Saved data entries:
▽

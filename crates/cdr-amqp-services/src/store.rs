//! Configuration store
//!
//! Holds the active [`ConfigSnapshot`] behind an `ArcSwapOption`. Readers get
//! an `Arc` to whatever snapshot was active when they loaded it and keep it
//! for the whole publish, so an install never tears a reader's view of the
//! (queue, exchange, connection) triple. A replaced snapshot, and with it the
//! connection reference, is freed when its last reader drops it.

use arc_swap::ArcSwapOption;
use cdr_amqp_core::{traits::BrokerConnection, GlobalConfig};
use std::fmt;
use std::sync::Arc;

/// A validated configuration paired with its bound connection
pub struct ConfigSnapshot {
    config: GlobalConfig,
    connection: Arc<dyn BrokerConnection>,
}

impl ConfigSnapshot {
    pub fn new(config: GlobalConfig, connection: Arc<dyn BrokerConnection>) -> Self {
        Self { config, connection }
    }

    pub fn config(&self) -> &GlobalConfig {
        &self.config
    }

    pub fn connection(&self) -> &Arc<dyn BrokerConnection> {
        &self.connection
    }
}

impl fmt::Debug for ConfigSnapshot {
    fn fmt(&self, f: &mut fmt::Formatter<'_>) -> fmt::Result {
        f.debug_struct("ConfigSnapshot")
            .field("config", &self.config)
            .field("connection", &self.connection.name())
            .finish()
    }
}

/// Atomically replaceable holder of the active snapshot
#[derive(Default)]
pub struct ConfigStore {
    active: ArcSwapOption<ConfigSnapshot>,
}

impl ConfigStore {
    pub fn new() -> Self {
        Self {
            active: ArcSwapOption::empty(),
        }
    }

    /// The snapshot active right now, if any
    pub fn load(&self) -> Option<Arc<ConfigSnapshot>> {
        self.active.load_full()
    }

    /// Install `snapshot` and hand back the one it replaced
    pub fn install(&self, snapshot: Arc<ConfigSnapshot>) -> Option<Arc<ConfigSnapshot>> {
        self.active.swap(Some(snapshot))
    }

    /// Remove the active snapshot, leaving the store unloaded
    pub fn release(&self) -> Option<Arc<ConfigSnapshot>> {
        self.active.swap(None)
    }

    pub fn is_loaded(&self) -> bool {
        self.active.load().is_some()
    }
}

impl fmt::Debug for ConfigStore {
    fn fmt(&self, f: &mut fmt::Formatter<'_>) -> fmt::Result {
        f.debug_struct("ConfigStore")
            .field("active", &self.load())
            .finish()
    }
}
//! Connection binder
//!
//! Resolves the connection named by a configuration to a live handle. Runs
//! only while (re)loading; a failure rejects the whole (re)load.

use cdr_amqp_core::{
    traits::{BrokerConnection, ConnectionManager},
    AppError, AppResult, GlobalConfig,
};
use std::sync::Arc;
use tracing::{debug, error, instrument};

pub struct ConnectionBinder {
    manager: Arc<dyn ConnectionManager>,
}

impl ConnectionBinder {
    pub fn new(manager: Arc<dyn ConnectionManager>) -> Self {
        Self { manager }
    }

    /// Resolve `config.connection` through the connection manager
    ///
    /// Every failure is reported as [`AppError::Bind`] carrying the
    /// connection name.
    #[instrument(skip(self, config), fields(connection = %config.connection))]
    pub async fn bind(&self, config: &GlobalConfig) -> AppResult<Arc<dyn BrokerConnection>> {
        let name = config.connection.as_str();

        if name.is_empty() {
            error!("Could not get AMQP connection: no connection configured");
            return Err(AppError::bind(name, "no connection configured"));
        }

        match self.manager.get_connection(name).await {
            Ok(connection) => {
                debug!("Bound AMQP connection {}", name);
                Ok(connection)
            }
            Err(e) => {
                error!("Could not get AMQP connection {}: {}", name, e);
                Err(match e {
                    AppError::Bind { .. } => e,
                    other => AppError::bind(name, other.to_string()),
                })
            }
        }
    }
}

#[cfg(test)]
mod tests {
    use super::*;
    use async_trait::async_trait;
    use bytes::Bytes;
    use cdr_amqp_core::traits::PublishProperties;

    struct NamedConnection(String);

    #[async_trait]
    impl BrokerConnection for NamedConnection {
        fn name(&self) -> &str {
            &self.0
        }

        async fn publish(
            &self,
            _exchange: &str,
            _routing_key: &str,
            _properties: &PublishProperties,
            _body: Bytes,
        ) -> AppResult<()> {
            Ok(())
        }
    }

    /// Knows exactly one profile; everything else is a configuration failure
    struct SingleProfile(&'static str);

    #[async_trait]
    impl ConnectionManager for SingleProfile {
        async fn get_connection(&self, name: &str) -> AppResult<Arc<dyn BrokerConnection>> {
            if name == self.0 {
                Ok(Arc::new(NamedConnection(name.to_string())))
            } else {
                Err(AppError::Config(format!("no profile {}", name)))
            }
        }
    }

    fn config(connection: &str) -> GlobalConfig {
        GlobalConfig {
            connection: connection.to_string(),
            ..Default::default()
        }
    }

    #[tokio::test]
    async fn test_bind_known_connection() {
        let binder = ConnectionBinder::new(Arc::new(SingleProfile("c1")));
        let connection = binder.bind(&config("c1")).await.unwrap();
        assert_eq!(connection.name(), "c1");
    }

    #[tokio::test]
    async fn test_bind_unknown_connection_reports_name() {
        let binder = ConnectionBinder::new(Arc::new(SingleProfile("c1")));
        match binder.bind(&config("c2")).await {
            Err(AppError::Bind { connection, .. }) => assert_eq!(connection, "c2"),
            Err(other) => panic!("unexpected error: {}", other),
            Ok(_) => panic!("bind should fail"),
        }
    }

    #[tokio::test]
    async fn test_bind_empty_connection_fails() {
        let binder = ConnectionBinder::new(Arc::new(SingleProfile("")));
        let err = binder.bind(&config("")).await.err().unwrap();
        assert!(matches!(err, AppError::Bind { .. }));
    }
}
//! Backend configuration
//!
//! The configuration schema for `cdr_amqp.conf` and the loader that builds the
//! raw configuration tree with the `config` crate. The file is INI-formatted
//! and carries a single `[global]` section:
//!
//! ```ini
//! [global]
//! loguniqueid = no
//! loguserfield = no
//! connection = bunny
//! queue = asterisk_cdr
//! exchange =
//! ```

use config::{Config, ConfigError, Environment, File, FileFormat};
use serde::Deserialize;
use std::path::{Path, PathBuf};
use tracing::debug;

use crate::error::AppError;
use crate::AppResult;

/// Default configuration file name
pub const CONF_FILENAME: &str = "cdr_amqp.conf";

/// Name of the only configuration section
pub const GLOBAL_SECTION: &str = "global";

/// Environment variable prefix for overrides (`CDR_AMQP__GLOBAL__QUEUE=...`)
pub const ENV_PREFIX: &str = "CDR_AMQP";

/// Global backend settings
///
/// Immutable once validated. A reload always produces a new instance which
/// is compared against the active one to detect unchanged configurations.
#[derive(Debug, Deserialize, Clone, PartialEq, Eq)]
pub struct GlobalConfig {
    /// Name of the broker connection profile to publish through
    #[serde(default)]
    pub connection: String,

    /// Queue name, used as the routing key
    #[serde(default = "default_queue")]
    pub queue: String,

    /// Exchange to publish to
    #[serde(default)]
    pub exchange: String,

    /// Whether to add `uniqueid` to published CDRs
    #[serde(default, rename = "loguniqueid")]
    pub log_unique_id: bool,

    /// Whether to add `userfield` to published CDRs
    #[serde(default, rename = "loguserfield")]
    pub log_user_field: bool,
}

fn default_queue() -> String {
    "asterisk_cdr".to_string()
}

impl GlobalConfig {
    /// Extract and validate the `[global]` section of a raw configuration tree
    ///
    /// Unset options receive their defaults. Only presence and types are
    /// checked here; an empty `connection` is rejected when binding.
    pub fn validate(raw: &Config) -> AppResult<Self> {
        match raw.get::<GlobalConfig>(GLOBAL_SECTION) {
            Ok(global) => {
                debug!(
                    connection = %global.connection,
                    queue = %global.queue,
                    exchange = %global.exchange,
                    "Validated [global] section"
                );
                Ok(global)
            }
            Err(ConfigError::NotFound(_)) => Err(AppError::Validation(format!(
                "missing [{}] section",
                GLOBAL_SECTION
            ))),
            Err(e) => Err(AppError::Validation(format!(
                "invalid [{}] section: {}",
                GLOBAL_SECTION, e
            ))),
        }
    }
}

impl Default for GlobalConfig {
    fn default() -> Self {
        Self {
            connection: String::new(),
            queue: default_queue(),
            exchange: String::new(),
            log_unique_id: false,
            log_user_field: false,
        }
    }
}

/// Builds the raw configuration tree from the backend's file and environment
#[derive(Debug, Clone)]
pub struct ConfigLoader {
    path: PathBuf,
    env_prefix: Option<String>,
}

impl ConfigLoader {
    /// Loader for the INI file at `path`, with `CDR_AMQP` environment overrides
    pub fn new(path: impl AsRef<Path>) -> Self {
        Self {
            path: path.as_ref().to_path_buf(),
            env_prefix: Some(ENV_PREFIX.to_string()),
        }
    }

    /// Disable environment overrides
    pub fn without_env(mut self) -> Self {
        self.env_prefix = None;
        self
    }

    /// Path of the configuration file
    pub fn path(&self) -> &Path {
        &self.path
    }

    /// Read the file and environment into a raw configuration tree
    ///
    /// A missing file is not an error here; it surfaces as a missing
    /// `[global]` section when the tree is validated.
    pub fn load_raw(&self) -> AppResult<Config> {
        let path = self.path.to_string_lossy();
        let mut builder =
            Config::builder().add_source(File::new(&path, FileFormat::Ini).required(false));

        if let Some(prefix) = &self.env_prefix {
            builder = builder.add_source(Environment::with_prefix(prefix).separator("__"));
        }

        Ok(builder.build()?)
    }

    /// Load and validate in one step
    pub fn load(&self) -> AppResult<GlobalConfig> {
        GlobalConfig::validate(&self.load_raw()?)
    }
}

impl Default for ConfigLoader {
    fn default() -> Self {
        Self::new(CONF_FILENAME)
    }
}
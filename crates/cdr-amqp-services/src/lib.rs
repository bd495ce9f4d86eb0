//! CDR publication pipeline
//!
//! This crate turns completed CDRs into JSON messages and publishes them to
//! an AMQP broker under a hot-reloadable configuration.
//!
//! # Architecture
//!
//! ```text
//!   reload trigger                       CDR subsystem
//!         |                                    |
//!         v                                    v
//!  AmqpCdrBackend (state machine)  --->  Publisher
//!     |          |                         |     |
//!     v          v                         v     v
//!  GlobalConfig  ConnectionBinder   ConfigStore  serializer
//!  ::validate        |                  ^
//!                    +---- install -----+
//! ```
//!
//! - `serializer` - Record-to-message mapping and JSON encoding
//! - `ConfigStore` - Lock-free holder of the active configuration snapshot
//! - `ConnectionBinder` - Resolves a configuration's connection name
//! - `Publisher` - Sends one CDR through the active snapshot
//! - `AmqpCdrBackend` - Load/reload/unload lifecycle and the CDR callback

pub mod backend;
pub mod binder;
pub mod publisher;
pub mod serializer;
pub mod store;

pub use backend::{reload_status, AmqpCdrBackend, ModuleState, ReloadOutcome};
pub use binder::ConnectionBinder;
pub use publisher::Publisher;
pub use serializer::{CdrMessage, Timestamp};
pub use store::{ConfigSnapshot, ConfigStore};

/// Backend registration constants
pub mod constants {
    /// Name the backend registers under
    pub const CDR_NAME: &str = "AMQP";

    /// Backend description
    pub const CDR_DESCRIPTION: &str = "AMQP CDR Backend";
}
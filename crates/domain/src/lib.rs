pub mod cancellation;
pub mod entities;
pub mod ports;

pub use cancellation::*;
pub use entities::*;
pub use ports::*;

pub use automl_errors::{AutoMlError, AutoMlResult};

△

*Activity*: Tally the lines of the records that contain the word "panic", then give only the tally.

*Answer area*: 2